– На тебе тоже кровь… чья, еще неизвестно, – хрипнул, чувствуя, как деревянные губы, надтреснув, расползаются в жалкой нахальной улыбке. И смотрел неотрывно, и как будто должны были эти диковинные, только ей одной, Ларе, присущие зерна-глаза дать ростки хоть какого-то чувства к нему.
– На мне кровь – моя. А у тебя СПИД, и, значит, ты умрешь. – В глазах ее столько всего засветилось: насмешка, брезгливость, бесстыдный зазыв, от которого тотчас в животе все скрутило, а сквозь этот сучий зазыв – такая понимающая нежность и жалеющая грусть, словно жила она на свете много дольше всех шахтерских матерей. – У вас, что ли, все такие дебилы в роду, а, Шалимовы? – Петром его ткнула: вот, мол, на кого с таким же бесстыдством смотрела, кого обвила и впустила в себя глубже некуда. – Все у вас не ко времени. Что ты шел-то за мной, как шпион? Шел бы рядом, влюбленный, – мне чуть всю требуху не отбили. Возили вон, как Тузик грелку, – что, не стыдно? Шел за мной – должен был защитить. А, теленок задумчивый?

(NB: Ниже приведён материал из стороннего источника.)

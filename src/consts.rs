//! Named small constants for scalar and fixed-width integer types.
//!
//! Generic arithmetic code obtains its literals through these traits instead of hardcoding them
//! for a concrete type.

use core::num::NonZeroUsize;

/// Named constants of a scalar type, usable in `const` contexts.
pub trait Constants: Sized {
    const ZERO: Self;
    const ONE: Self;
    const TWO: Self;
    const THREE: Self;
    const TEN: Self;
}

macro_rules! impl_constants {
    ($($t:ty),*) => {
        $(
            impl Constants for $t {
                const ZERO: Self = 0;
                const ONE: Self = 1;
                const TWO: Self = 2;
                const THREE: Self = 3;
                const TEN: Self = 10;
            }
        )*
    };
}

impl_constants!(u8, u16, u32, u64, u128, usize, i8, i16, i32, i64, i128, isize);

/// Named constants of a type whose instances additionally carry a bit width.
///
/// The constant is held in the least significant limb, all higher limbs are zero.
pub trait SizedConstants: Sized {
    fn zero(bits: NonZeroUsize) -> Self;
    fn one(bits: NonZeroUsize) -> Self;
    fn two(bits: NonZeroUsize) -> Self;
    fn three(bits: NonZeroUsize) -> Self;
    fn ten(bits: NonZeroUsize) -> Self;
}

#[test]
fn test_scalar_constants() {
    assert_eq!(<u8 as Constants>::ZERO, 0);
    assert_eq!(<u16 as Constants>::ONE, 1);
    assert_eq!(<u32 as Constants>::TWO, 2);
    assert_eq!(<u64 as Constants>::THREE, 3);
    assert_eq!(<i32 as Constants>::TEN, 10);

    const T: u128 = <u128 as Constants>::TEN;
    assert_eq!(T * T, 100);
}
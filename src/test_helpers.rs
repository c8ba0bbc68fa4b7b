#![macro_use]

use num_bigint::BigUint;
use num_traits::NumCast;
use rand::{Rng, SeedableRng as _};
use rand_chacha::ChaCha8Rng;

use super::limb::Limb;
use super::wide::{nlimbs_for_bits, WideInt};

macro_rules! tst_mk_wide {
    ($lt:ty, $bits:expr, [$($limb:expr),* $(,)?]) => {{
        let limbs: &[$lt] = &[$($limb),*];
        crate::wide::WideInt::<$lt>::from_limbs($bits, limbs).unwrap()
    }};
}

pub fn tst_rng() -> ChaCha8Rng {
    ChaCha8Rng::seed_from_u64(0x5eed_f00d_cafe_d00d)
}

/// A random value whose padding bits above `bits` are clear.
pub fn tst_random_wide<L: Limb>(rng: &mut ChaCha8Rng, bits: usize) -> WideInt<L> {
    let nlimbs = nlimbs_for_bits::<L>(bits);
    let mut limbs = Vec::with_capacity(nlimbs);
    for _ in 0..nlimbs {
        let v: u64 = rng.gen();
        limbs.push(<L as NumCast>::from(v >> (64 - L::BITS)).unwrap());
    }
    let high_bits = bits % L::BITS as usize;
    if high_bits != 0 {
        limbs[nlimbs - 1] = limbs[nlimbs - 1] & ((L::ONE << high_bits) - L::ONE);
    }
    WideInt::from_limbs(bits, &limbs).unwrap()
}

pub fn tst_to_biguint<L: Limb>(v: &WideInt<L>) -> BigUint {
    let mut result = BigUint::from(0u32);
    for limb in v.limbs().iter().rev() {
        result = (result << L::BITS as usize) + BigUint::from(limb.to_u64().unwrap());
    }
    result
}

/// `2^(nlimbs * L::BITS)`, the modulus of arithmetic confined to `nlimbs` limbs.
pub fn tst_limbs_modulus<L: Limb>(nlimbs: usize) -> BigUint {
    BigUint::from(1u32) << (nlimbs * L::BITS as usize)
}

– Разрешаешь? – осклабился он и со стиснутым сердцем про-ныл: – Лара, надо решать…
– За Украину или за республику? – засмеялась она.

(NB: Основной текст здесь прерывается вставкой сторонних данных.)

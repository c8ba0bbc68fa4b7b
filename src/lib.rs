//! Fixed-width multiprecision unsigned integers.
//!
//! A [`WideInt`] carries its bit width along with a little endian sequence of [`Limb`]s. The
//! arithmetic primitives derive the width of their result from the operand widths alone, such
//! that no overflow can happen for values within their declared widths:
//!
//! - addition and subtraction: one bit more than the wider operand,
//! - multiplication: the sum of both operand widths.
//!
//! Values get constructed from limbs, from digit sequences in radix 8, 10, 16 or 64, or from
//! strings of such digits.

#![cfg_attr(not(any(test, feature = "std")), no_std)]

#[cfg(test)]
mod test_helpers;

mod add_impl;
mod cmp_impl;
pub mod consts;
pub mod digitstr;
mod limb;
mod mul_impl;
pub mod radix;
pub mod scalar_arith;
pub mod scalar_cmp;
mod wide;

pub use limb::{add_l_c, add_l_l_c, find_last_set_bit_l, mul_add_l_l_l_c, sub_l_l_b, Limb};

pub use wide::{nlimbs_for_bits, FromLimbsError, WideInt};

pub use consts::{Constants, SizedConstants};

pub use add_impl::{
    add_mp_l, add_mp_mp, add_trunc_mp_mp, required_bits_add, required_bits_sub, sub_mp_l,
    sub_mp_mp, sub_trunc_mp_mp,
};

pub use cmp_impl::{eq_mp_l, eq_mp_mp};

pub use mul_impl::{mul_mp_l, mul_mp_mp, required_bits_mul};

pub use radix::{
    checked_from_digits, checked_from_digits_in, from_digits, from_digits_in, FromDigitsError,
    Radix, UnsupportedRadixError,
};

pub use digitstr::{from_str_radix, DigitsFromStrError, FromStrRadixError};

– Да при чем тут?.. Понимаешь же ведь!
– Это будет теперь очень даже при чем, – без улыбки сказала она, на мгновение будто бы провалившись в себя.
– Так решили уже, – уронил он пустое. – От нас не зависит.
– В том и дело, Валек, что решили. Что же ты воевать не пошел? Горсовет штурмовать?
– И без меня желающих достаточно. Уж возьмут как-нибудь.
– Ну а ты, значит, умный?
– Ну а я за тобою пошел. Пошла бы к Горсовету – и я бы туда за тобой.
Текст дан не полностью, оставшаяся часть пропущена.